アルスの妹なら、スティのことも知っているのか。
「友達ですが?」
「そう。スティは私のだから。手を出さないでちょうだい。」
はい?
「どういうことですか?」
「だから、スティは私と結婚するの。」
え…
アルスの婚約者じゃないの?
「仰ってる意味がよくわからないのですが…」
「そのままの意味よ。今はアルスの婚約者だけど、近いうちに私の婚約者になるわ。そのために、しきたりを変えているところよ。」
なるほど。
全くわからない。
「あの、スティはそれに賛同しているのでしょうか?」
「当たり前じゃない!両想いよ!」
うーん。
多分、伝わってないと思うけどな…
だって、スティはアルスのことが大好きだもん。
めんどくさいから黙っておくけど。
「そこで、最近あなたと仲が良いみたいだから、釘刺しにきたのよ。もう1度言うわ。スティは私のだから、絶対に手を出さないでね。」
なんか、すごいな…
「わかりました。でも、友達はやめないので。」
私だって、スティが大好きだもん。
友達というか、親友ポジはいただくよ。
ミアは満足したように頷いた。
「よろしくてよ。特別に友達は許してあげる。
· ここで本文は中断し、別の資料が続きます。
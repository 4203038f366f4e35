//! # vrift-config
//!
//! Settings for the background worker pool and the directory cleaner.
//!
//! Resolution order: built-in defaults, then `~/.config/vrift/core.toml`,
//! then `VRIFT_*` environment variables.

use std::fs;
use std::io;
use std::path::{Path, PathBuf};

use once_cell::sync::OnceCell;
use serde::{Deserialize, Serialize};
use thiserror::Error;
use tracing::{debug, warn};

pub const ENV_MAX_THREADS: &str = "VRIFT_POOL_MAX_THREADS";
pub const ENV_MAX_IDLE: &str = "VRIFT_POOL_MAX_IDLE";
pub const ENV_CLEANER_INTERVAL: &str = "VRIFT_CLEANER_INTERVAL_MS";

#[derive(Error, Debug)]
pub enum ConfigError {
    #[error("I/O error reading {path}: {source}")]
    Io {
        path: PathBuf,
        #[source]
        source: io::Error,
    },

    #[error("Malformed config {path}: {source}")]
    Parse {
        path: PathBuf,
        #[source]
        source: toml::de::Error,
    },

    #[error("Invalid setting {key}: {reason}")]
    Invalid { key: String, reason: String },
}

pub type Result<T> = std::result::Result<T, ConfigError>;

/// Worker pool settings
#[derive(Debug, Clone, PartialEq, Eq, Serialize, Deserialize)]
#[serde(default)]
pub struct PoolConfig {
    /// Upper bound on worker threads
    pub max_threads: usize,
    /// Idle workers kept alive between bursts
    pub max_idle: usize,
    /// Worker thread name prefix
    pub name: String,
}

impl Default for PoolConfig {
    fn default() -> Self {
        Self {
            max_threads: num_cpus::get().max(1),
            max_idle: 2,
            name: "vrift-worker".to_string(),
        }
    }
}

/// Directory cleaner settings
#[derive(Debug, Clone, PartialEq, Eq, Serialize, Deserialize)]
#[serde(default)]
pub struct CleanerConfig {
    /// Delay between periodic clean passes
    pub interval_ms: u64,
}

impl Default for CleanerConfig {
    fn default() -> Self {
        Self { interval_ms: 1000 }
    }
}

#[derive(Debug, Clone, Default, PartialEq, Eq, Serialize, Deserialize)]
#[serde(default)]
pub struct CoreConfig {
    pub thread_pool: PoolConfig,
    pub cleaner: CleanerConfig,
}

impl CoreConfig {
    /// Parse a TOML file. Missing sections and keys take their defaults.
    pub fn load(path: &Path) -> Result<Self> {
        let text = fs::read_to_string(path).map_err(|source| ConfigError::Io {
            path: path.to_path_buf(),
            source,
        })?;
        let config: Self = toml::from_str(&text).map_err(|source| ConfigError::Parse {
            path: path.to_path_buf(),
            source,
        })?;
        config.validate()?;
        debug!(path = %path.display(), "Loaded core config");
        Ok(config)
    }

    /// Like [`CoreConfig::load`] but never fails: problems are logged and
    /// the defaults are used instead.
    pub fn load_or_default(path: &Path) -> Self {
        match Self::load(path) {
            Ok(config) => config,
            Err(ConfigError::Io { source, .. }) if source.kind() == io::ErrorKind::NotFound => {
                debug!(path = %path.display(), "No config file, using defaults");
                Self::default()
            }
            Err(e) => {
                warn!(path = %path.display(), error = %e, "Failed to load config, using defaults");
                Self::default()
            }
        }
    }

    /// Defaults, overlaid with the user config file and the environment.
    pub fn from_env() -> Self {
        let base = default_path()
            .map(|path| Self::load_or_default(&path))
            .unwrap_or_default();
        let mut config = base.clone();
        match config.apply_env(|key| std::env::var(key).ok()) {
            Ok(()) => config,
            Err(e) => {
                warn!(error = %e, "Ignoring environment overrides");
                base
            }
        }
    }

    /// Apply `VRIFT_*` overrides read through `lookup`.
    pub fn apply_env(&mut self, lookup: impl Fn(&str) -> Option<String>) -> Result<()> {
        if let Some(value) = lookup(ENV_MAX_THREADS) {
            self.thread_pool.max_threads = parse_number(ENV_MAX_THREADS, &value)?;
        }
        if let Some(value) = lookup(ENV_MAX_IDLE) {
            self.thread_pool.max_idle = parse_number(ENV_MAX_IDLE, &value)?;
        }
        if let Some(value) = lookup(ENV_CLEANER_INTERVAL) {
            self.cleaner.interval_ms = parse_number(ENV_CLEANER_INTERVAL, &value)?;
        }
        self.validate()
    }

    pub fn validate(&self) -> Result<()> {
        if self.thread_pool.max_threads == 0 {
            return Err(ConfigError::Invalid {
                key: "thread_pool.max_threads".to_string(),
                reason: "must be at least 1".to_string(),
            });
        }
        if self.cleaner.interval_ms == 0 {
            return Err(ConfigError::Invalid {
                key: "cleaner.interval_ms".to_string(),
                reason: "must be at least 1".to_string(),
            });
        }
        Ok(())
    }
}

fn parse_number<T: std::str::FromStr>(key: &str, value: &str) -> Result<T> {
    value.trim().parse().map_err(|_| ConfigError::Invalid {
        key: key.to_string(),
        reason: format!("expected a non-negative integer, got {value:?}"),
    })
}

/// `<config dir>/vrift/core.toml`
pub fn default_path() -> Option<PathBuf> {
    dirs::config_dir().map(|dir| dir.join("vrift").join("core.toml"))
}

static GLOBAL: OnceCell<CoreConfig> = OnceCell::new();

/// Process-wide config, resolved on first use.
pub fn global() -> &'static CoreConfig {
    GLOBAL.get_or_init(CoreConfig::from_env)
}

/// Install the process-wide config before anything reads it. Returns the
/// rejected config if [`global`] was already initialised.
pub fn set_global(config: CoreConfig) -> std::result::Result<(), CoreConfig> {
    GLOBAL.set(config)
}

#[cfg(test)]
mod tests {
    use super::*;
    use std::collections::HashMap;
    use tempfile::tempdir;

    #[test]
    fn test_partial_file_keeps_defaults() {
        let dir = tempdir().unwrap();
        let path = dir.path().join("core.toml");
        fs::write(&path, "[thread_pool]\nmax_threads = 3\n").unwrap();

        let config = CoreConfig::load(&path).unwrap();
        assert_eq!(config.thread_pool.max_threads, 3);
        assert_eq!(config.thread_pool.max_idle, PoolConfig::default().max_idle);
        assert_eq!(config.cleaner, CleanerConfig::default());
    }

    #[test]
    fn test_missing_file_falls_back() {
        let dir = tempdir().unwrap();
        let config = CoreConfig::load_or_default(&dir.path().join("absent.toml"));
        assert_eq!(config, CoreConfig::default());
    }

    #[test]
    fn test_malformed_file_is_parse_error() {
        let dir = tempdir().unwrap();
        let path = dir.path().join("core.toml");
        fs::write(&path, "[thread_pool\nmax_threads = ").unwrap();

        assert!(matches!(CoreConfig::load(&path), Err(ConfigError::Parse { .. })));
        assert_eq!(CoreConfig::load_or_default(&path), CoreConfig::default());
    }

    #[test]
    fn test_zero_threads_rejected() {
        let dir = tempdir().unwrap();
        let path = dir.path().join("core.toml");
        fs::write(&path, "[thread_pool]\nmax_threads = 0\n").unwrap();

        assert!(matches!(CoreConfig::load(&path), Err(ConfigError::Invalid { .. })));
    }

    #[test]
    fn test_env_overrides() {
        let env: HashMap<&str, &str> = [(ENV_MAX_THREADS, "6"), (ENV_CLEANER_INTERVAL, " 250 ")]
            .into_iter()
            .collect();

        let mut config = CoreConfig::default();
        config
            .apply_env(|key| env.get(key).map(|v| v.to_string()))
            .unwrap();
        assert_eq!(config.thread_pool.max_threads, 6);
        assert_eq!(config.cleaner.interval_ms, 250);
    }

    #[test]
    fn test_env_garbage_rejected() {
        let mut config = CoreConfig::default();
        let err = config
            .apply_env(|key| (key == ENV_MAX_IDLE).then(|| "many".to_string()))
            .unwrap_err();
        assert!(err.to_string().contains(ENV_MAX_IDLE));
    }

    #[test]
    fn test_roundtrip_through_toml() {
        let config = CoreConfig {
            thread_pool: PoolConfig {
                max_threads: 4,
                max_idle: 0,
                name: "gc".to_string(),
            },
            cleaner: CleanerConfig { interval_ms: 10 },
        };
        let text = toml::to_string(&config).unwrap();
        assert_eq!(toml::from_str::<CoreConfig>(&text).unwrap(), config);
    }
}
」
「ありがとうございます。」
さて、話は終わったよね。
疲れたし、帰ろっと。
私は寮の方へ歩きだそうとしたが、またもや止められた。
「ちょっと、まだ終わっていないわよ。」
えぇ、まだなんかあるの…
「スティの友達なら、それなりの身分になっていただきたいの。だから、私の婚約者をあなたにあげるわ。」
え、いらない。
「好きな人がいるので、ご遠慮させていただきます。」
私は丁重にお断りする。
「あら、ミンフィーユ王国の王妃補佐になれるかもしれないのに、いいのかしら?」
ん?
「ルイ王子とも仲が良いみたいだから、ちょうどいいかなって思ったんだけど…いらないならいいわ。」
ん?
「あの、一応お相手を聞いてもいいですか?」
恐る恐る聞いてみる。
「あぁ、それも知らなかったのね。ミンフィーユ王国のルキ第2王子よ。」